**TO DO:** Lines from the line with "use rmcp::transport::io::stdio;" to the line with "port: u16) ->" in the entries below, and only those, must be output exactly, with both ends included.
■ ■ ■ ■
//! Tracing subscriber setup.
//!
//! Filter directives come from `LUXE_LOG`, then `RUST_LOG`, then the
//! verbosity passed on the command line. Output goes to stderr so stdout
//! stays clean for command results; `LUXE_LOG_FORMAT=json` switches to
//! structured JSON lines.

use tracing_subscriber::layer::SubscriberExt;
use tracing_subscriber::util::SubscriberInitExt;
use tracing_subscriber::{EnvFilter, fmt};

/// Log output format.
#[derive(Debug, Clone, Copy, PartialEq, Eq, Default)]
pub enum LogFormat {
    /// Human-readable lines.
    #[default]
    Plain,
    /// One JSON object per event.
    Json,
}

impl LogFormat {
    /// Reads `LUXE_LOG_FORMAT`.
    #[must_use]
    pub fn from_env() -> Self {
        match std::env::var("LUXE_LOG_FORMAT") {
            Ok(v) if v.eq_ignore_ascii_case("json") => Self::Json,
            _ => Self::Plain,
        }
    }
}

/// Returns the default directive for a `-v` count.
#[must_use]
pub const fn default_directive(verbose: u8) -> &'static str {
    match verbose {
        0 => "warn",
        1 => "info",
        2 => "debug",
        _ => "trace",
    }
}

fn env_filter(verbose: u8) -> EnvFilter {
    std::env::var("LUXE_LOG")
        .or_else(|_| std::env::var("RUST_LOG"))
        .ok()
        .and_then(|directives| EnvFilter::try_new(directives).ok())
        .unwrap_or_else(|| EnvFilter::new(default_directive(verbose)))
}

/// Installs the global subscriber.
///
/// Calling this twice is harmless: the second install fails silently.
pub fn init(verbose: u8, format: LogFormat) {
    let filter = env_filter(verbose);
    let registry = tracing_subscriber::registry().with(filter);

    let _ = match format {
        LogFormat::Json => registry
            .with(fmt::layer().json().with_writer(std::io::stderr))
            .try_init(),
        LogFormat::Plain => registry
            .with(fmt::layer().with_target(false).with_writer(std::io::stderr))
            .try_init(),
    };
}

#[cfg(test)]
mod tests {
    use super::*;

    #[test]
    fn test_default_directive_scales_with_verbosity() {
        assert_eq!(default_directive(0), "warn");
        assert_eq!(default_directive(1), "info");
        assert_eq!(default_directive(2), "debug");
        assert_eq!(default_directive(9), "trace");
    }
}
//! MCP transport layer for stdio and streamable HTTP.

use rmcp::ServiceExt;
use rmcp::transport::io::stdio;
use tracing::info;

use super::server::AssistantMcpServer;

/// Starts the MCP server with stdio transport.
///
/// The server reads JSON-RPC messages from stdin and writes responses to stdout.
///
/// # Errors
///
/// Returns an error if the server fails to start or encounters a runtime error.
pub async fn serve_stdio(server: AssistantMcpServer) -> anyhow::Result<()> {
    let service = server.serve(stdio()).await?;
    service.waiting().await?;
    Ok(())
}

/// Starts the MCP server with streamable HTTP transport at `/mcp`.
///
/// Every MCP session shares the same assistant, so conversation sessions
/// survive reconnects as long as the client keeps its `session_id`.
///
/// # Errors
///
/// Returns an error if the server fails to bind or encounters a runtime error.
pub async fn serve_http(server: AssistantMcpServer, host: &str, port: u16) -> anyhow::Result<()> {
    use rmcp::transport::streamable_http_server::{
        StreamableHttpServerConfig, StreamableHttpService, session::local::LocalSessionManager,
    };
    use std::sync::Arc;

    let ct = tokio_util::sync::CancellationToken::new();

    let service = StreamableHttpService::new(
        move || Ok(server.clone()),
        Arc::new(LocalSessionManager::default()),
        StreamableHttpServerConfig {
            cancellation_token: ct.child_token(),
            ..Default::default()
        },
    );

    let router = axum::Router::new().nest_service("/mcp", service);
    let addr = format!("{host}:{port}");
    let tcp_listener = tokio::net::TcpListener::bind(&addr).await?;

    info!(address = %addr, "MCP server listening");
    // stdout is reserved for command output
    #[allow(clippy::print_stderr)]
    {
        eprintln!("luxe-assist MCP server listening on http://{addr}/mcp");
    }

    axum::serve(tcp_listener, router)
        .with_graceful_shutdown(async move {
            let _ = tokio::signal::ctrl_c().await;
            ct.cancel();
        })
        .await?;

    Ok(())
}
■ ■ ■ ■
**EXERCISE ANSWER:**
use rmcp::transport::io::stdio;
use tracing::info;

use super::server::AssistantMcpServer;

/// Starts the MCP server with stdio transport.
///
/// The server reads JSON-RPC messages from stdin and writes responses to stdout.
///
/// # Errors
///
/// Returns an error if the server fails to start or encounters a runtime error.
pub async fn serve_stdio(server: AssistantMcpServer) -> anyhow::Result<()> {
    let service = server.serve(stdio()).await?;
    service.waiting().await?;
    Ok(())
}

/// Starts the MCP server with streamable HTTP transport at `/mcp`.
///
/// Every MCP session shares the same assistant, so conversation sessions
/// survive reconnects as long as the client keeps its `session_id`.
///
/// # Errors
///
/// Returns an error if the server fails to bind or encounters a runtime error.
pub async fn serve_http(server: AssistantMcpServer, host: &str, port: u16) -> anyhow::Result<()> {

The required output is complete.